Why? People are human. They want recognition for greatness. When a team wins and a person contributes, he wants more. Pat Riley called it the “disease of more,” something you know about if you closely follow the NBA or have read any of the 437 Bill Simmons columns that referenced it over the last 15 years.
When a team wins, role players want bigger roles. They want the spotlight. Players grumble about not getting enough attention. People get jealous. They bitch. Coaches try to keep everyone happy, which is the surest sign that no one will be happy.
For 17 years now, Belichick has fought this disease of more by basically saying there was only one untouchable player on the roster: Tom Brady. Everyone else was expendable. He was the only non-role player, the only one whose job was secure. Want more credit? Not happy with your role? Is your name not Tom Brady? Good. You’re traded to the Jets. Enjoy it.
For 17 years, the only three people who were absolutely guaranteed to be with the Patriots every year were Belichick, Brady, and Kraft. That was it. That was the whole list.
But through all that, Brady saw how Belichick operated the team. He had to see it. Brady knew the ethos with this organization: When your time was up, it was up. There was no emotion. You were gone. Next man up.
For 17 years, Brady never had to think about any of that shit. He existed outside of it. He could, for the most part, just play.
But this year he was on the wrong side of 40 with a great backup quarterback waiting in the wings. For the first time in 17 years, he no longer could exist outside of the reality that he could be pushed aside at any moment. He had to live with it: The Fear.
As the face of the organization for that period of time, though, Brady had built up a lot of capital. He used it, according to Wickersham, to force out Garoppolo. For a while at least, the pressure wouldn’t be quite so stiff. He could, hopefully, get back to the place where he didn’t have to think about his job and just play.
Can you blame him?
Here’s the thing about all this, though: Winning is a really freaking good salve. And the Patriots are so good, the odds are that they’re going to continue to win.
Belichick may be perturbed by Guerrero pitching his ointments or whatever to his players and annoyed that the team gave up a great backup in Garoppolo, but he’ll get over it. Brady may be stressed about his role going forward and annoyed Guerrero can’t give players his oxygenated protein nuts or whatever, but he’ll play through it. Kraft will continue to be a really rich guy. He’s fine.

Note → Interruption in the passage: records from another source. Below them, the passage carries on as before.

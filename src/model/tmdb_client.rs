//! TMDB API client wrapper with all API methods.

use serde::{Deserialize, Serialize, de::DeserializeOwned};
use reqwest::StatusCode;

use crate::config::Config;
use super::content::{Genre, MoviePage, MovieDetails, Video};
use super::listing::ListingSource;

const TMDB_API_BASE: &str = "https://api.themoviedb.org/3";
const TMDB_IMAGE_BASE: &str = "https://image.tmdb.org/t/p";
const PLACEHOLDER_IMAGE: &str = "/placeholder.svg?height=400&width=300";

#[derive(Debug, thiserror::Error)]
pub enum TmdbError {
    #[error("API error: {0}")]
    Api(String),

    #[error("not found")]
    NotFound,

    #[error("rate limited")]
    RateLimited,

    #[error("invalid API key")]
    InvalidApiKey,

    #[error("network error: {0}")]
    Network(#[from] reqwest::Error),
}

fn map_error_status(status: StatusCode, message: Option<String>) -> TmdbError {
    match status.as_u16() {
        401 => TmdbError::InvalidApiKey,
        404 => TmdbError::NotFound,
        429 => TmdbError::RateLimited,
        _ => TmdbError::Api(
            message.unwrap_or_else(|| format!("TMDB request failed with status {status}")),
        ),
    }
}

/// Poster/backdrop size tokens understood by the image CDN.
#[derive(Clone, Copy, Debug, PartialEq, Eq)]
pub enum ImageSize {
    W500,
    Original,
}

impl ImageSize {
    fn as_segment(self) -> &'static str {
        match self {
            ImageSize::W500 => "w500",
            ImageSize::Original => "original",
        }
    }
}

/// Build an image CDN URL for an optional artwork path. Pure; movies without
/// artwork get a fixed placeholder locator instead of a CDN URL.
pub fn image_url(path: Option<&str>, size: ImageSize) -> String {
    match path {
        Some(path) if !path.is_empty() => {
            format!("{}/{}{}", TMDB_IMAGE_BASE, size.as_segment(), path)
        }
        _ => PLACEHOLDER_IMAGE.to_string(),
    }
}

#[derive(Serialize)]
struct ListQuery<'a> {
    api_key: &'a str,
    language: &'a str,
    page: u32,
}

#[derive(Serialize)]
struct SearchQuery<'a> {
    api_key: &'a str,
    language: &'a str,
    query: &'a str,
    page: u32,
    include_adult: bool,
}

#[derive(Serialize)]
struct DiscoverQuery<'a> {
    api_key: &'a str,
    language: &'a str,
    sort_by: &'a str,
    include_adult: bool,
    include_video: bool,
    page: u32,
    with_genres: u64,
}

#[derive(Serialize)]
struct DetailQuery<'a> {
    api_key: &'a str,
    language: &'a str,
}

#[derive(Deserialize)]
struct VideosResponse {
    #[serde(default)]
    results: Vec<Video>,
}

#[derive(Deserialize)]
struct GenresResponse {
    #[serde(default)]
    genres: Vec<Genre>,
}

/// TMDB API client. One outbound GET per call; no retries, no caching.
/// Cheap to clone, shares the underlying connection pool.
#[derive(Clone)]
pub struct TmdbClient {
    http: reqwest::Client,
    api_key: String,
    language: String,
}

impl TmdbClient {
    pub fn new(config: &Config) -> Self {
        Self {
            http: reqwest::Client::new(),
            api_key: config.api_key.clone(),
            language: config.language.clone(),
        }
    }

    async fn get_json<Q, T>(&self, url: &str, query: &Q) -> Result<T, TmdbError>
    where
        Q: Serialize + ?Sized,
        T: DeserializeOwned,
    {
        let response = self.http.get(url).query(query).send().await?;

        let status = response.status();
        if status.is_success() {
            return response.json::<T>().await.map_err(TmdbError::from);
        }

        #[derive(Deserialize)]
        struct TmdbErrorBody {
            #[serde(default)]
            status_message: Option<String>,
        }

        let message = response
            .text()
            .await
            .ok()
            .and_then(|body| serde_json::from_str::<TmdbErrorBody>(&body).ok())
            .and_then(|body| body.status_message);

        let error = map_error_status(status, message);
        tracing::warn!(url, %status, error = %error, "TMDB request failed");
        Err(error)
    }

    /// Fetch one page of any listing source.
    pub async fn fetch_page(
        &self,
        source: &ListingSource,
        page: u32,
    ) -> Result<MoviePage, TmdbError> {
        match source {
            ListingSource::Popular => self.popular_movies(page).await,
            ListingSource::TopRated => self.top_rated_movies(page).await,
            ListingSource::Search { query } => self.search_movies(query, page).await,
            ListingSource::Genre { id } => self.movies_by_genre(*id, page).await,
        }
    }

    pub async fn popular_movies(&self, page: u32) -> Result<MoviePage, TmdbError> {
        let query = ListQuery {
            api_key: &self.api_key,
            language: &self.language,
            page: page.max(1),
        };
        self.get_json(&format!("{TMDB_API_BASE}/movie/popular"), &query)
            .await
    }

    pub async fn top_rated_movies(&self, page: u32) -> Result<MoviePage, TmdbError> {
        let query = ListQuery {
            api_key: &self.api_key,
            language: &self.language,
            page: page.max(1),
        };
        self.get_json(&format!("{TMDB_API_BASE}/movie/top_rated"), &query)
            .await
    }

    pub async fn search_movies(&self, text: &str, page: u32) -> Result<MoviePage, TmdbError> {
        let query = SearchQuery {
            api_key: &self.api_key,
            language: &self.language,
            query: text,
            page: page.max(1),
            include_adult: false,
        };
        self.get_json(&format!("{TMDB_API_BASE}/search/movie"), &query)
            .await
    }

    /// Discover movies for a genre, most popular first, adult content excluded.
    pub async fn movies_by_genre(&self, genre_id: u64, page: u32) -> Result<MoviePage, TmdbError> {
        let query = DiscoverQuery {
            api_key: &self.api_key,
            language: &self.language,
            sort_by: "popularity.desc",
            include_adult: false,
            include_video: false,
            page: page.max(1),
            with_genres: genre_id,
        };
        self.get_json(&format!("{TMDB_API_BASE}/discover/movie"), &query)
            .await
    }

    pub async fn movie_details(&self, movie_id: u64) -> Result<MovieDetails, TmdbError> {
        let query = DetailQuery {
            api_key: &self.api_key,
            language: &self.language,
        };
        self.get_json(&format!("{TMDB_API_BASE}/movie/{movie_id}"), &query)
            .await
    }

    /// Trailers, teasers, clips for a movie.
    pub async fn movie_videos(&self, movie_id: u64) -> Result<Vec<Video>, TmdbError> {
        let query = DetailQuery {
            api_key: &self.api_key,
            language: &self.language,
        };
        let response: VideosResponse = self
            .get_json(&format!("{TMDB_API_BASE}/movie/{movie_id}/videos"), &query)
            .await?;
        Ok(response.results)
    }

    /// The full movie genre index.
    pub async fn movie_genres(&self) -> Result<Vec<Genre>, TmdbError> {
        let query = DetailQuery {
            api_key: &self.api_key,
            language: &self.language,
        };
        let response: GenresResponse = self
            .get_json(&format!("{TMDB_API_BASE}/genre/movie/list"), &query)
            .await?;
        Ok(response.genres)
    }
}

#[cfg(test)]
mod tests {
    use super::*;

    #[test]
    fn error_status_mapping() {
        assert!(matches!(
            map_error_status(StatusCode::UNAUTHORIZED, None),
            TmdbError::InvalidApiKey
        ));
        assert!(matches!(
            map_error_status(StatusCode::NOT_FOUND, None),
            TmdbError::NotFound
        ));
        assert!(matches!(
            map_error_status(StatusCode::TOO_MANY_REQUESTS, None),
            TmdbError::RateLimited
        ));

        let err = map_error_status(
            StatusCode::INTERNAL_SERVER_ERROR,
            Some("Internal error".into()),
        );
        match err {
            TmdbError::Api(message) => assert_eq!(message, "Internal error"),
            other => panic!("unexpected error: {other:?}"),
        }
    }

    #[test]
    fn error_status_without_body_reports_the_status() {
        match map_error_status(StatusCode::BAD_GATEWAY, None) {
            TmdbError::Api(message) => assert!(message.contains("502")),
            other => panic!("unexpected error: {other:?}"),
        }
    }

    #[test]
    fn image_url_templates_cdn_path() {
        assert_eq!(
            image_url(Some("/abc.jpg"), ImageSize::W500),
            "https://image.tmdb.org/t/p/w500/abc.jpg"
        );
        assert_eq!(
            image_url(Some("/abc.jpg"), ImageSize::Original),
            "https://image.tmdb.org/t/p/original/abc.jpg"
        );
    }

    #[test]
    fn image_url_without_path_is_the_placeholder() {
        assert_eq!(image_url(None, ImageSize::W500), PLACEHOLDER_IMAGE);
        assert_eq!(image_url(Some(""), ImageSize::Original), PLACEHOLDER_IMAGE);
    }
}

NFL locker rooms are cesspools of machismo and insecurity, and every successful team has endless squabbles and riffs and jealousies and all the other petty stuff you find in any large group of people forced to spend a lot of time together. You just don’t usually hear about it with the Patriots because they’re draconian with their media policy, and if anyone gets to be too big a problem they ship him out of town.
Odds are the Patriots are going to make a deep run into the playoffs, and Pats fans will take that as evidence that Wickersham’s story was fake news. That once again they will have been vindicated.
A deep playoff run won’t change the truth of Wickersham’s story, however. It will just mean that the Patriots are a really good football team.